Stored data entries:
__________________________________________________
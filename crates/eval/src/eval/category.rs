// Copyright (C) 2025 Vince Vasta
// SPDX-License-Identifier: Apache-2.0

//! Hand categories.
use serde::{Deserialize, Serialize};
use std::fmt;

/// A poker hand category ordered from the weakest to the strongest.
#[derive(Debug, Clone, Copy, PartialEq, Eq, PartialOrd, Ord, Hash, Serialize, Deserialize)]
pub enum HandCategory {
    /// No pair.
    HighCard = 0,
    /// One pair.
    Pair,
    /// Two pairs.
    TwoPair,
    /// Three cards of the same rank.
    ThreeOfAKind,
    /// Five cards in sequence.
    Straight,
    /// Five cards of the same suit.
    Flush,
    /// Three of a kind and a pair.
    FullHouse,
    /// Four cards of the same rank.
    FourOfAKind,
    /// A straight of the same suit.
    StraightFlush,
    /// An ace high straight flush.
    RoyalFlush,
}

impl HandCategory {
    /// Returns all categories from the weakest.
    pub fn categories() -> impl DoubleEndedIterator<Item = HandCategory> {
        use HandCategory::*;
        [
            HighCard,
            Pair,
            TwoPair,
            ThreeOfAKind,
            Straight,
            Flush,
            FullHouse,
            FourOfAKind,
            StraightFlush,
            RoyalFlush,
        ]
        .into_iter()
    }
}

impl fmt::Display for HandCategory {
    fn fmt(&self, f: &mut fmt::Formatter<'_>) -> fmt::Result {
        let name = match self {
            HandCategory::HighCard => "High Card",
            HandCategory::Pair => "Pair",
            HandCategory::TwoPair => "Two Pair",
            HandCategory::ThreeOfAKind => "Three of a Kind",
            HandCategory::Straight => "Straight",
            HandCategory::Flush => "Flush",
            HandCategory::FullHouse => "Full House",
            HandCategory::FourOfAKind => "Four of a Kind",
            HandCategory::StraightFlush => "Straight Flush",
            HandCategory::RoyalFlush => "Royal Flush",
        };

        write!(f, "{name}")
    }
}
__________________________________________________
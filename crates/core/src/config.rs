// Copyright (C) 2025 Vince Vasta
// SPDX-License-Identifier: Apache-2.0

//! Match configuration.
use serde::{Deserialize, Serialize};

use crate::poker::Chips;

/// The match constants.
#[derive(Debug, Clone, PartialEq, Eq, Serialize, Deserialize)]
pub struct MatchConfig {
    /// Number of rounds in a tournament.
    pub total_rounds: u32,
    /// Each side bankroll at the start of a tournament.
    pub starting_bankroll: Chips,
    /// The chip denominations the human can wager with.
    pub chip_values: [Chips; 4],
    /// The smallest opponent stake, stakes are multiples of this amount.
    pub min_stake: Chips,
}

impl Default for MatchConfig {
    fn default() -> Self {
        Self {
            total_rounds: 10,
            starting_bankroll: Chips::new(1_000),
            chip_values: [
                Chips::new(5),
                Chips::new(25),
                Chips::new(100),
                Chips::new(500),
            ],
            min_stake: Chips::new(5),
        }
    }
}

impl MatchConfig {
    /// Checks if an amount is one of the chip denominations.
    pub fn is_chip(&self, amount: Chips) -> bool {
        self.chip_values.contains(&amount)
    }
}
__________________________________________________
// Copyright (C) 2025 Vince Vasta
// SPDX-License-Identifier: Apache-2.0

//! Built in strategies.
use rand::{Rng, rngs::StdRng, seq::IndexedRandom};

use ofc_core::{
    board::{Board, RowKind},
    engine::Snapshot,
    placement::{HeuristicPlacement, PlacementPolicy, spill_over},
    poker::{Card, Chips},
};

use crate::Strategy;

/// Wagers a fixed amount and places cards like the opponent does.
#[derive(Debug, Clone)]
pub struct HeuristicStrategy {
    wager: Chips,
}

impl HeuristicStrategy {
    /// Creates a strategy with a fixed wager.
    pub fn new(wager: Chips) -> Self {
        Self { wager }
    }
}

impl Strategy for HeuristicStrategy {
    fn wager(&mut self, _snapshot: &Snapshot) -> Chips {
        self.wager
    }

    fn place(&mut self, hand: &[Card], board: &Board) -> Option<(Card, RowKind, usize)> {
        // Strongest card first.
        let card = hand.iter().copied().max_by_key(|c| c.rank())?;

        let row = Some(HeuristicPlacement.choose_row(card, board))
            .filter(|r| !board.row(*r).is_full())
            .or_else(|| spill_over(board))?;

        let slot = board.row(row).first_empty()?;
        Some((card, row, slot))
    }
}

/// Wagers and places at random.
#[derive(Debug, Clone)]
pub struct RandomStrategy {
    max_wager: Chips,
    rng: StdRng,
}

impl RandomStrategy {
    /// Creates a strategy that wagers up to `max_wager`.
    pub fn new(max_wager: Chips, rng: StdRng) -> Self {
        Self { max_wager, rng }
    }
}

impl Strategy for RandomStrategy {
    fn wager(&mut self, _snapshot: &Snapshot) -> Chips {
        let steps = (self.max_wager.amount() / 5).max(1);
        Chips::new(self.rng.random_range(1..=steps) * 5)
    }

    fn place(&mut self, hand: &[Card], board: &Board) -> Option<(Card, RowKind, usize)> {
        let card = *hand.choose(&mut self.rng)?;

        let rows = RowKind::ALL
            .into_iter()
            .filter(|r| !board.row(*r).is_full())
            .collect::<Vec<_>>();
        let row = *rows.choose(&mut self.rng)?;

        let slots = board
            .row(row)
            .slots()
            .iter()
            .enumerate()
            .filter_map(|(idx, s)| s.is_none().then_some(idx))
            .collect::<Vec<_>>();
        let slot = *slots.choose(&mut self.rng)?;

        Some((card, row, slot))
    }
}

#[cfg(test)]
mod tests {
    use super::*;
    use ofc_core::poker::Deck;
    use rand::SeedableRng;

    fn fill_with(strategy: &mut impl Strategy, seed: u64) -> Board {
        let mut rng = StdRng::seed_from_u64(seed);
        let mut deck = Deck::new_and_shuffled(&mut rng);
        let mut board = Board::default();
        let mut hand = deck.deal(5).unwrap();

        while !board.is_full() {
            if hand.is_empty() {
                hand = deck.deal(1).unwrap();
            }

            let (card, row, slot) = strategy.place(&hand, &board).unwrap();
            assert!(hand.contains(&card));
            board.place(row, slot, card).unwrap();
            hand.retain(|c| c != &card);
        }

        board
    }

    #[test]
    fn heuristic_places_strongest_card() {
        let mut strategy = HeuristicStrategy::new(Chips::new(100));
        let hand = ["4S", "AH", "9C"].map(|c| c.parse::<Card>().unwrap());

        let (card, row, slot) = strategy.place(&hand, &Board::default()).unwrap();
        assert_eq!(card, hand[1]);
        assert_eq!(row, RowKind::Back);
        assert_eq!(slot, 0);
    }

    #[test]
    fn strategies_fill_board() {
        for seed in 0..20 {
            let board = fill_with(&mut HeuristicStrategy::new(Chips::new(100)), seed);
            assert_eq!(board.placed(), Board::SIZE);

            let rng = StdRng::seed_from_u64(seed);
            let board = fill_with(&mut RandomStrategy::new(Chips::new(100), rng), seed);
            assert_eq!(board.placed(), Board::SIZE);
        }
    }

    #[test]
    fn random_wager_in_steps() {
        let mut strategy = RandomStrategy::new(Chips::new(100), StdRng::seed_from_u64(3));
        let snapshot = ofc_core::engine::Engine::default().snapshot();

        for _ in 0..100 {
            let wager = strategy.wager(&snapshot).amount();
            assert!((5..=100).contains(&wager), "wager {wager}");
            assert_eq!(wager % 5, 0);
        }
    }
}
__________________________________________________
Each line above that contains the word "derive" should be returned.

Answer for this exercise -
#[derive(Debug, Clone, Copy, PartialEq, Eq, PartialOrd, Ord, Hash, Serialize, Deserialize)]
#[derive(Debug, Clone, PartialEq, Eq, Serialize, Deserialize)]
#[derive(Debug, Clone)]
#[derive(Debug, Clone)]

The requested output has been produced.